Source records:

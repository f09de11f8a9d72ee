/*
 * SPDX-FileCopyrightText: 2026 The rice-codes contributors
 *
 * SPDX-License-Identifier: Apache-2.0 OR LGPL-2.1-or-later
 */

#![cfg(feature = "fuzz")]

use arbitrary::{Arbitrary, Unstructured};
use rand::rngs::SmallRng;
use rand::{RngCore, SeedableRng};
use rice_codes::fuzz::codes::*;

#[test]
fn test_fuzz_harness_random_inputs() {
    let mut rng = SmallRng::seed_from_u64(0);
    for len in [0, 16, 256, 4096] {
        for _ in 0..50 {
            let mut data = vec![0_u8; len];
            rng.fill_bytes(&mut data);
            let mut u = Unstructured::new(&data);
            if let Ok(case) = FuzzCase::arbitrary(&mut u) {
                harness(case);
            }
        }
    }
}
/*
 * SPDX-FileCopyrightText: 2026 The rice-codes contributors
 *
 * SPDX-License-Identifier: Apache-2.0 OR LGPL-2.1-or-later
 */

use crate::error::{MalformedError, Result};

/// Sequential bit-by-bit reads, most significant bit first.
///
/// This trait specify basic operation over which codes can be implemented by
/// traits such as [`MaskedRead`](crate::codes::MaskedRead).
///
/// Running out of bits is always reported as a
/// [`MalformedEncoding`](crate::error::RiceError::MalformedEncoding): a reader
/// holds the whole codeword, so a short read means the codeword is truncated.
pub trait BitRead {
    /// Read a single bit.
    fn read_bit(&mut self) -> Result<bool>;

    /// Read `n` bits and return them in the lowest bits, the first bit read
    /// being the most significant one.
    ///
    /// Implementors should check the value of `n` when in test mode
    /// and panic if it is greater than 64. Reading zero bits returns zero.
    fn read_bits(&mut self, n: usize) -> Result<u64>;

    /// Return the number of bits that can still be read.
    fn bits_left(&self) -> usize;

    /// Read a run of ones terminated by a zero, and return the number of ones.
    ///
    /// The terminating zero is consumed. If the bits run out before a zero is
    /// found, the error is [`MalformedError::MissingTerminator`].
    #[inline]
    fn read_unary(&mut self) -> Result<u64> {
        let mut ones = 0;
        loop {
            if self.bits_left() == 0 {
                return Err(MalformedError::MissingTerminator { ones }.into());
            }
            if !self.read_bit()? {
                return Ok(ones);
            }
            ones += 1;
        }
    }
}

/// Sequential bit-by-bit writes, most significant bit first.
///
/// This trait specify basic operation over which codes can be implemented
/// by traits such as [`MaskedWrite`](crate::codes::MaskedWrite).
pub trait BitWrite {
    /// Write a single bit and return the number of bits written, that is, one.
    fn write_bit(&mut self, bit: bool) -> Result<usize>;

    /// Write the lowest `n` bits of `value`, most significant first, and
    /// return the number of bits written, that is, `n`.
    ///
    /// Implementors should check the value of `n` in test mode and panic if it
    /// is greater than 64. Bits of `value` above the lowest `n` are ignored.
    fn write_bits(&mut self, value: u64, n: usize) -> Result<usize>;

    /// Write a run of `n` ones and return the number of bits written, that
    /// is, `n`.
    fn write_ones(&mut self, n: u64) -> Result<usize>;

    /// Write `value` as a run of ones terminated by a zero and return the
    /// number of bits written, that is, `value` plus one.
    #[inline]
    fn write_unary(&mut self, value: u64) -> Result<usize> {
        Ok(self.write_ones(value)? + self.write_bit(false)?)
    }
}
---
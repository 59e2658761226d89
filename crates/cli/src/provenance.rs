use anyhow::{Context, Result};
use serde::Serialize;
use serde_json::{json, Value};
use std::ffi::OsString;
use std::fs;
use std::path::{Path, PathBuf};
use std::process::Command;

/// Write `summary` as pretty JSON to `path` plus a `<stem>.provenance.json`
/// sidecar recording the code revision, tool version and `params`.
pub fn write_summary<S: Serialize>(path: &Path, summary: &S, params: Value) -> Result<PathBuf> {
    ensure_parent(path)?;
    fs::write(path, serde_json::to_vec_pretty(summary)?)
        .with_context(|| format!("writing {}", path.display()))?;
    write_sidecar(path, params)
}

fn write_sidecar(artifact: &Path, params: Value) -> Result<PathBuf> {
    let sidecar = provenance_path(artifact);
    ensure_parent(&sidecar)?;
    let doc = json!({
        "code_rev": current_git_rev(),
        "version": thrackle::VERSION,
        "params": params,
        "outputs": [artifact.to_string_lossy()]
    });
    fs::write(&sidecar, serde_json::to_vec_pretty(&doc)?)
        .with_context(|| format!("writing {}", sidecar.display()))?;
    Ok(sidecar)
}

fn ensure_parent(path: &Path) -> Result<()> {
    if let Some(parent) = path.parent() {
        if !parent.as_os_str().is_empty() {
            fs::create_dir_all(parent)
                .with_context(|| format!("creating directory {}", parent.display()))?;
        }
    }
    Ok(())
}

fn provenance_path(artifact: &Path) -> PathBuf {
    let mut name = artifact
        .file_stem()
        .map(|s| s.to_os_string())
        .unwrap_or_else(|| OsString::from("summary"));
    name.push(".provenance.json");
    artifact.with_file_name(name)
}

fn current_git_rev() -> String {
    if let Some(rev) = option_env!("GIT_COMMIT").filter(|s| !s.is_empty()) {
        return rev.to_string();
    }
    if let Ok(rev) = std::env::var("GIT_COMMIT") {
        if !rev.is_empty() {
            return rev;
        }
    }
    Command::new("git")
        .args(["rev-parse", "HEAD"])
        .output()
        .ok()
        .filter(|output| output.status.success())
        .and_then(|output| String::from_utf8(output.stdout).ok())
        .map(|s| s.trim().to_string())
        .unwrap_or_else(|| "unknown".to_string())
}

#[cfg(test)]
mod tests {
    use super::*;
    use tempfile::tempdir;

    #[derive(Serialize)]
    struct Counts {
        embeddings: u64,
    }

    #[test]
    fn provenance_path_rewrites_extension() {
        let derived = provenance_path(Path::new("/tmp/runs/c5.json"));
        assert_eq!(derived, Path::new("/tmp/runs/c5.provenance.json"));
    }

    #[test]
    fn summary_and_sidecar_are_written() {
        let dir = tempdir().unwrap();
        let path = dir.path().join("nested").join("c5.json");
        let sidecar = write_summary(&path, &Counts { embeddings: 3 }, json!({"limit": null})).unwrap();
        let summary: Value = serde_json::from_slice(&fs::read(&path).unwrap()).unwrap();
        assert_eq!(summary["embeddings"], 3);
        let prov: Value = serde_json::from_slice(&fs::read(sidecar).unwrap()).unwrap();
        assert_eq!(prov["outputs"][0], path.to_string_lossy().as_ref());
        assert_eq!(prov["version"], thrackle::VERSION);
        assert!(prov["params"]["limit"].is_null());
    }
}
* * *
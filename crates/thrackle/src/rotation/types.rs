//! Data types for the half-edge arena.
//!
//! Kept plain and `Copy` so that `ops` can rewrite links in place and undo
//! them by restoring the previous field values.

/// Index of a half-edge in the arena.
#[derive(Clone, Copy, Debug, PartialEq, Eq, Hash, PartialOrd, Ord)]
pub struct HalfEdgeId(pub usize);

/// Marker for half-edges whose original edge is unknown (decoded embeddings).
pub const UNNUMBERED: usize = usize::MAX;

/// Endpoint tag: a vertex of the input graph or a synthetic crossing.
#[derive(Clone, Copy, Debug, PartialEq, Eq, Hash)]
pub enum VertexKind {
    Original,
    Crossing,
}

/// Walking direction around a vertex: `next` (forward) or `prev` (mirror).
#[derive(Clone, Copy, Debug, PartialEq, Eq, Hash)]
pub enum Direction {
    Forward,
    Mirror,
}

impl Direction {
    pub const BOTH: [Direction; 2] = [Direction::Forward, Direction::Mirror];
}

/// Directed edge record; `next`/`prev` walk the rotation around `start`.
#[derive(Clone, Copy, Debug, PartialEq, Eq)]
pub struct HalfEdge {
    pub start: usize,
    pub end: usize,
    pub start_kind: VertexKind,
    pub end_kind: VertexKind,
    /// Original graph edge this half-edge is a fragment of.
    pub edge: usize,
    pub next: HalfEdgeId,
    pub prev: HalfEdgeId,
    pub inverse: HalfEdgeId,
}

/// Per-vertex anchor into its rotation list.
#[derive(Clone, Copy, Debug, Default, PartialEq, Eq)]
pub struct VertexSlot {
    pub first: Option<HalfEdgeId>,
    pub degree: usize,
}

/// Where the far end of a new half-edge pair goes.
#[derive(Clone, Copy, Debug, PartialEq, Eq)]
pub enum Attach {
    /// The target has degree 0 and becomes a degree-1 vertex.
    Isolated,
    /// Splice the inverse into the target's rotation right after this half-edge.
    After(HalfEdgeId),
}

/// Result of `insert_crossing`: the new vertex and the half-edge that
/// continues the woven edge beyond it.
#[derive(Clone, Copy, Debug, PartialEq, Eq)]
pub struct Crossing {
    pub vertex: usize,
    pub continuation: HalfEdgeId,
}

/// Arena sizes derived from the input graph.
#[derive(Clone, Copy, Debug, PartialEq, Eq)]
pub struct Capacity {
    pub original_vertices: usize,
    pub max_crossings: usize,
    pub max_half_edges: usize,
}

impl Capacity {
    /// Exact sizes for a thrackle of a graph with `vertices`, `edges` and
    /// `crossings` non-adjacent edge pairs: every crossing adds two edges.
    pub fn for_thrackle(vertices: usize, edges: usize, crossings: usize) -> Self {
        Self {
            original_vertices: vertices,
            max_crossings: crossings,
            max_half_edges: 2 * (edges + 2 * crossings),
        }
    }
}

→ **TASK DETAILS**
The lines you need are those containing "display"; find them in the records and copy them.

→ **ANSWER BOX**
        .with_context(|| format!("writing {}", path.display()))?;
        .with_context(|| format!("writing {}", sidecar.display()))?;
                .with_context(|| format!("creating directory {}", parent.display()))?;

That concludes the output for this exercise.